## Work request
If a line below contains the string "TimezoneConfig", return that line.

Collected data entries
━━━

use std::fs;
use std::path::PathBuf;
use std::sync::OnceLock;

use chrono::{
  Datelike,
  Local,
  NaiveDate,
  Utc
};
use chrono_tz::Tz;
use regex::Regex;
use serde::Deserialize;

use crate::config::Config;
use crate::error::TaskError;

const TIMEZONE_CONFIG_FILE: &str =
  "docket-time.toml";
const TIMEZONE_ENV_VAR: &str =
  "DOCKET_TIMEZONE";
const TIMEZONE_CONFIG_ENV_VAR: &str =
  "DOCKET_TIME_CONFIG";

pub const ISO_DATE_FORMAT: &str =
  "%Y-%m-%d";

#[derive(Debug, Deserialize)]
struct TimezoneConfig {
  timezone: Option<String>,
  time:     Option<TimezoneSection>
}

#[derive(Debug, Deserialize)]
struct TimezoneSection {
  timezone: Option<String>
}

fn iso_date_pattern() -> &'static Regex {
  static PATTERN: OnceLock<Regex> =
    OnceLock::new();
  PATTERN.get_or_init(|| {
    Regex::new(
      r"^(\d{4})-(\d{2})-(\d{2})$"
    )
    .unwrap_or_else(|_| {
      unreachable!(
        "static ISO date pattern is \
         valid"
      )
    })
  })
}

fn year_month_pattern() -> &'static Regex
{
  static PATTERN: OnceLock<Regex> =
    OnceLock::new();
  PATTERN.get_or_init(|| {
    Regex::new(r"^(\d{4})-(\d{1,2})$")
      .unwrap_or_else(|_| {
        unreachable!(
          "static year-month pattern \
           is valid"
        )
      })
  })
}

/// Parses a strict `YYYY-MM-DD` calendar date.
///
/// Anything else, including out-of-range components such as `2026-02-30`,
/// is rejected instead of being carried around as an unusable string.
pub fn parse_iso_date(
  input: &str
) -> Result<NaiveDate, TaskError> {
  let token = input.trim();
  let invalid = || {
    TaskError::InvalidDate(
      token.to_string()
    )
  };

  let caps = iso_date_pattern()
    .captures(token)
    .ok_or_else(invalid)?;
  let year = caps[1]
    .parse::<i32>()
    .map_err(|_| invalid())?;
  let month = caps[2]
    .parse::<u32>()
    .map_err(|_| invalid())?;
  let day = caps[3]
    .parse::<u32>()
    .map_err(|_| invalid())?;

  NaiveDate::from_ymd_opt(
    year, month, day
  )
  .ok_or_else(invalid)
}

/// Parses a `YYYY-MM` month selector into `(year, month)`.
pub fn parse_year_month(
  input: &str
) -> Result<(i32, u32), TaskError> {
  let token = input.trim();
  let caps = year_month_pattern()
    .captures(token)
    .ok_or_else(|| {
      TaskError::InvalidDate(
        token.to_string()
      )
    })?;
  let year = caps[1]
    .parse::<i32>()
    .map_err(|_| {
      TaskError::InvalidDate(
        token.to_string()
      )
    })?;
  let month = caps[2]
    .parse::<u32>()
    .map_err(|_| {
      TaskError::InvalidDate(
        token.to_string()
      )
    })?;
  if !(1..=12).contains(&month) {
    return Err(
      TaskError::InvalidMonth(month)
    );
  }
  Ok((year, month))
}

#[must_use]
pub fn format_iso_date(
  date: NaiveDate
) -> String {
  date
    .format(ISO_DATE_FORMAT)
    .to_string()
}

/// The current calendar date, at midnight, in the configured timezone.
///
/// Without a configured timezone the system local time is used.
#[must_use]
pub fn today(
  timezone: Option<Tz>
) -> NaiveDate {
  match timezone {
    | Some(tz) => {
      Utc::now()
        .with_timezone(&tz)
        .date_naive()
    }
    | None => Local::now().date_naive()
  }
}

#[must_use]
pub fn year_month_of(
  date: NaiveDate
) -> (i32, u32) {
  (date.year(), date.month())
}

/// Resolves the timezone used to decide what "today" is.
///
/// Precedence: `DOCKET_TIMEZONE`, the `timezone` config key, then a
/// `docket-time.toml` file. `None` means system local time.
#[tracing::instrument(skip(cfg))]
pub fn resolve_timezone(
  cfg: &Config
) -> Option<Tz> {
  let env_tz =
    std::env::var(TIMEZONE_ENV_VAR)
      .ok();
  let file = timezone_config_path(
    std::env::var(
      TIMEZONE_CONFIG_ENV_VAR
    )
    .ok()
    .as_deref()
  );
  resolve_timezone_from(
    env_tz.as_deref(),
    cfg,
    file.as_ref()
  )
}

fn resolve_timezone_from(
  env_tz: Option<&str>,
  cfg: &Config,
  file: Option<&PathBuf>
) -> Option<Tz> {
  if let Some(raw) = env_tz
    && let Some(tz) =
      parse_timezone(raw, TIMEZONE_ENV_VAR)
  {
    return Some(tz);
  }

  if let Some(raw) = cfg.get("timezone")
    && let Some(tz) =
      parse_timezone(&raw, "docketrc")
  {
    return Some(tz);
  }

  if let Some(path) = file
    && let Some(tz) =
      load_timezone_from_file(path)
  {
    return Some(tz);
  }

  tracing::debug!(
    "no timezone configured; using \
     system local time"
  );
  None
}

/// `DOCKET_TIME_CONFIG` when set, else `docket-time.toml` in the working
/// directory.
fn timezone_config_path(
  env_path: Option<&str>
) -> Option<PathBuf> {
  if let Some(raw) = env_path {
    let trimmed = raw.trim();
    if !trimmed.is_empty() {
      return Some(PathBuf::from(
        trimmed
      ));
    }
  }

  std::env::current_dir().ok().map(
    |dir| {
      dir.join(TIMEZONE_CONFIG_FILE)
    }
  )
}

fn load_timezone_from_file(
  path: &PathBuf
) -> Option<Tz> {
  if !path.exists() {
    tracing::trace!(
      file = %path.display(),
      "timezone config file not found"
    );
    return None;
  }

  let raw = match fs::read_to_string(
    path
  ) {
    | Ok(raw) => raw,
    | Err(err) => {
      tracing::error!(
        file = %path.display(),
        error = %err,
        "failed reading timezone config file"
      );
      return None;
    }
  };

  parse_timezone_toml(
    &raw,
    &format!("file:{}", path.display())
  )
}

fn parse_timezone_toml(
  raw: &str,
  source: &str
) -> Option<Tz> {
  let parsed = match toml::from_str::<
    TimezoneConfig
  >(raw)
  {
    | Ok(parsed) => parsed,
    | Err(err) => {
      tracing::error!(
        source,
        error = %err,
        "failed parsing timezone config"
      );
      return None;
    }
  };

  let timezone =
    parsed.timezone.or_else(|| {
      parsed.time.and_then(|section| {
        section.timezone
      })
    });
  let Some(timezone) = timezone else {
    tracing::warn!(
      source,
      "timezone config had no timezone field"
    );
    return None;
  };

  parse_timezone(&timezone, source)
}

fn parse_timezone(
  raw: &str,
  source: &str
) -> Option<Tz> {
  let trimmed = raw.trim();
  if trimmed.is_empty() {
    tracing::warn!(
      source,
      "timezone source was empty"
    );
    return None;
  }

  match trimmed.parse::<Tz>() {
    | Ok(tz) => {
      tracing::debug!(
        source,
        timezone = %trimmed,
        "configured timezone"
      );
      Some(tz)
    }
    | Err(err) => {
      tracing::error!(
        source,
        timezone = %trimmed,
        error = %err,
        "failed to parse timezone id"
      );
      None
    }
  }
}


pub mod iso_date_serde {
  use chrono::NaiveDate;
  use serde::{
    Deserialize,
    Deserializer,
    Serializer
  };

  pub fn serialize<S>(
    date: &NaiveDate,
    serializer: S
  ) -> Result<S::Ok, S::Error>
  where
    S: Serializer
  {
    serializer.serialize_str(
      &super::format_iso_date(*date)
    )
  }

  pub fn deserialize<'de, D>(
    deserializer: D
  ) -> Result<NaiveDate, D::Error>
  where
    D: Deserializer<'de>
  {
    let raw = String::deserialize(
      deserializer
    )?;
    super::parse_iso_date(&raw)
      .map_err(serde::de::Error::custom)
  }
}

━━━

## Answer section
struct TimezoneConfig {
    TimezoneConfig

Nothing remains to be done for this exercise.